RECORD SET START

struct NodeInner {
    identity: NodeIdentity,
    timeouts: FabricTimeouts,
    peers: RwLock<HashMap<NodeId, NodeIdentity>>,
    registry: RwLock<ConnectionRegistry>,
    pending: Mutex<PendingMap>,
    handlers: RwLock<HandlerRegistry>,
    reconnect: ReconnectPolicy,
    shutdown: watch::Sender<bool>,
    local_addr: std::sync::Mutex<Option<SocketAddr>>,
}

/// A node in the messaging fabric. Cheap to clone; clones share state.
#[derive(Clone)]
pub struct FabricNode {
    inner: Arc<NodeInner>,
}
const TIMESTAMP_FORMAT: &str = "%Y-%m-%d %H:%M:%S";

/// Lifecycle of a privileged access request.
#[derive(Debug, Clone, Copy, PartialEq, Eq, Serialize, Deserialize)]
#[serde(rename_all = "snake_case")]
pub enum RequestStatus {
    /// Awaiting quorum.
    Pending,
    /// Quorum reached; secret reconstructed.
    Approved,
    /// Enough rejections that quorum can no longer be reached.
    Rejected,
}

/// The action an approver took, if any.
#[derive(Debug, Clone, Copy, PartialEq, Eq, Serialize, Deserialize)]
#[serde(rename_all = "snake_case")]
pub enum ApproverAction {
    /// No decision yet.
    None,
    /// Approved, share submitted.
    Approved,
    /// Rejected; no share retained.
    Rejected,
}

/// One approver's state on one request.
#[derive(Debug, Clone, Serialize, Deserialize)]
pub struct ApproverRecord {
    /// Approver identifier.
    pub approver_id: String,
    /// Delivery address for the share.
    pub approver_email: String,
    /// Decision taken.
    pub action: ApproverAction,
    /// The submitted share, retained only on approval.
    #[serde(skip_serializing_if = "Option::is_none", default)]
    pub secret_share: Option<String>,
}

/// A privileged access request and its quorum bookkeeping.
#[derive(Debug, Clone)]
pub struct PrivilegedAccessRequest {
    /// Request identifier, scoped to this coordinator.
    pub id: u64,
    /// Resource the elevation applies to.
    pub resource_name: String,
    /// Requestor's stated justification.
    pub reason_for_access: String,
    /// Elevation window in minutes, within [1,100].
    pub access_duration: u32,
    /// Who asked.
    pub requestor_id: String,
    /// When the request was created.
    pub request_time: String,
    /// Current lifecycle state.
    pub status: RequestStatus,
    /// Per-approver records.
    pub approvers: Vec<ApproverRecord>,
    /// Reconstruction threshold k = floor(0.8 × n).
    pub threshold: usize,
    /// When quorum was reached, if it was.
    pub decided_at: Option<String>,
    /// `decided_at` plus the access duration.
    pub expires_at: Option<String>,
    secret: Scalar,
    reconstructed: Option<Scalar>,
}

/// Snapshot returned by a status poll.
#[derive(Debug, Clone, Serialize, Deserialize)]
pub struct ApprovalStatus {
    /// Shares recorded with an approved action.
    pub approved_count: usize,
    /// Total eligible approvers n.
    pub total_approvers: usize,
    /// Hex form of the reconstructed secret once quorum is reached.
    pub reconstructed_secret: Option<String>,
    /// Current lifecycle state.
    pub status: RequestStatus,
}

/// Coordinates every in-flight privileged access request.
#[derive(Default)]
pub struct PamCoordinator {
    requests: HashMap<u64, PrivilegedAccessRequest>,
    next_id: u64,
}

RECORD SET END

**WORK INSTRUCTIONS:**
Of all the entries above, repeat only the lines from the line that has "floor(0.8 × n)." to the line that has "a status poll.", both lines included, exactly.

**RESULT OF THE EXERCISE:**
    /// Reconstruction threshold k = floor(0.8 × n).
    pub threshold: usize,
    /// When quorum was reached, if it was.
    pub decided_at: Option<String>,
    /// `decided_at` plus the access duration.
    pub expires_at: Option<String>,
    secret: Scalar,
    reconstructed: Option<Scalar>,
}

/// Snapshot returned by a status poll.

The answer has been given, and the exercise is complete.